# What you have to do:
Each line of the records below that contains "rule" needs to be copied.

Stored data entries:
+--

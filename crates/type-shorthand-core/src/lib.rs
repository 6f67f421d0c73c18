//! Document layer for the typography shorthand.
//!
//! This crate provides the CSS tree that transforms operate on:
//!
//! - **Document tree**: arena-backed nodes with parent links and stable IDs
//! - **Tree operations**: append, insert-before, replace and remove
//! - **CSS Parsing**: read stylesheet text into a tree with source positions
//! - **Printing**: serialize a tree back into CSS text
//!
//! # Example
//!
//! ```
//! use type_shorthand_core::prelude::*;
//!
//! let mut doc = parse_css("h1 { type: 20px; }").unwrap();
//! let rule = doc.children(doc.root()).unwrap()[0];
//! let decl = doc.children(rule).unwrap()[0];
//!
//! let font_size = doc.create_declaration("font-size", "20px");
//! doc.replace_with(decl, font_size).unwrap();
//!
//! assert_eq!(to_css(&doc), "h1 {\n    font-size: 20px\n}");
//! ```

pub mod document;
pub mod logging;
pub mod parser;
pub mod printer;

mod error;

pub use document::{
    Document, Location, NodeId, NodeKind, Position, SourceSpan, TreeError, TreeResult,
};
pub use error::{Error, Result};
pub use parser::{parse_css, parse_css_file, parse_css_with_file};
pub use printer::to_css;

/// Prelude module with commonly used types.
pub mod prelude {
    pub use crate::document::{Document, Location, NodeId, NodeKind, SourceSpan};
    pub use crate::parser::{parse_css, parse_css_file, parse_css_with_file};
    pub use crate::printer::to_css;
}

+--

# Exercise answer:
//! let rule = doc.children(doc.root()).unwrap()[0];
//! let decl = doc.children(rule).unwrap()[0];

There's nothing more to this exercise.